Saved data entries
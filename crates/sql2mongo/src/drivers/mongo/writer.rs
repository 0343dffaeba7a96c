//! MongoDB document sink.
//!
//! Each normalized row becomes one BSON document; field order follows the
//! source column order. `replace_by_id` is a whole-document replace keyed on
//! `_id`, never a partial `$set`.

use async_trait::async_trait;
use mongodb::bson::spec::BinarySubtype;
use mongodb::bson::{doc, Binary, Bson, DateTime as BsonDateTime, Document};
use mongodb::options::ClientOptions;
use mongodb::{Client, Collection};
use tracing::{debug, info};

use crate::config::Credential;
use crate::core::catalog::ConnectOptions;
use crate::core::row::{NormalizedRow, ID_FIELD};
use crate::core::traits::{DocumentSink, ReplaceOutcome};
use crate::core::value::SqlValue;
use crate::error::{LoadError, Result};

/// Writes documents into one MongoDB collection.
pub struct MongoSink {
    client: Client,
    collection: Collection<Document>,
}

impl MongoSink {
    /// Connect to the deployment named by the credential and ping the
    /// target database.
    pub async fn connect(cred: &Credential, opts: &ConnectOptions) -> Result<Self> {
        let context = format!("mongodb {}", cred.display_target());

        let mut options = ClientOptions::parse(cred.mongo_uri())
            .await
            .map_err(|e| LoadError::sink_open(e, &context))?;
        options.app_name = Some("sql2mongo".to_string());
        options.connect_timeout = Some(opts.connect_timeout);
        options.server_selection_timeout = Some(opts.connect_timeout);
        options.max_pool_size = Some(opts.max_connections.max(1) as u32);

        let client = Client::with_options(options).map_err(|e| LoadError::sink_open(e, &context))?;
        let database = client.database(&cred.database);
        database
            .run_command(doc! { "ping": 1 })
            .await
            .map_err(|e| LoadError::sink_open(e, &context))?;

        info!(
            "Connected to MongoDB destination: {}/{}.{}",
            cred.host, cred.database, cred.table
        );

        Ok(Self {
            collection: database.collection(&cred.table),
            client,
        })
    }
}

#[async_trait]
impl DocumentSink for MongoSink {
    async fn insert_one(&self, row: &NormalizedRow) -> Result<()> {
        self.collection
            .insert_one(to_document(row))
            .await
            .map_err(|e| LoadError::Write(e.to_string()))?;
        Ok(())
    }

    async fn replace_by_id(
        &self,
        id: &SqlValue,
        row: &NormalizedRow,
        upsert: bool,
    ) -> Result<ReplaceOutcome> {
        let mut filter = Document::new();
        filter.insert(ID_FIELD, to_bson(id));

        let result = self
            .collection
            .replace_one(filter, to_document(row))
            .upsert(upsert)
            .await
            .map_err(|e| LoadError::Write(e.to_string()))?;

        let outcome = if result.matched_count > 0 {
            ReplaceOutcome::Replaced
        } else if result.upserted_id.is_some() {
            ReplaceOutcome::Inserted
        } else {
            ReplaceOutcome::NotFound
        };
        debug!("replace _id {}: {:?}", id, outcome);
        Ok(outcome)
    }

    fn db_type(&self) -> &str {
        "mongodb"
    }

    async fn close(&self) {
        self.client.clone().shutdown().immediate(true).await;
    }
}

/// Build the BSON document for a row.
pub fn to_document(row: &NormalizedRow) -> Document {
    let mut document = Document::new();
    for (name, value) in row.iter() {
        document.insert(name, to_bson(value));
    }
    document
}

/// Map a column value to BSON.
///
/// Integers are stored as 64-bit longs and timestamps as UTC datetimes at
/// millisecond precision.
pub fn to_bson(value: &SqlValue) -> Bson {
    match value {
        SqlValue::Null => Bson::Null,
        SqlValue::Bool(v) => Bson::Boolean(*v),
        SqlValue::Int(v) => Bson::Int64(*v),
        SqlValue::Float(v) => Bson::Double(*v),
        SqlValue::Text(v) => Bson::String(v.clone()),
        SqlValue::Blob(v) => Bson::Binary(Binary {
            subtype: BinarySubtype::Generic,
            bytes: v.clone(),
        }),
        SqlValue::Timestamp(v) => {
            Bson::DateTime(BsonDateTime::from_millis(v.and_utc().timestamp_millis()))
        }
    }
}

**TASK TO COMPLETE:**
Among the entries above, find every line holding "ReplaceOutcome" and copy it.

**RESPONSE:**
use crate::core::traits::{DocumentSink, ReplaceOutcome};
    ) -> Result<ReplaceOutcome> {
            ReplaceOutcome::Replaced
            ReplaceOutcome::Inserted
            ReplaceOutcome::NotFound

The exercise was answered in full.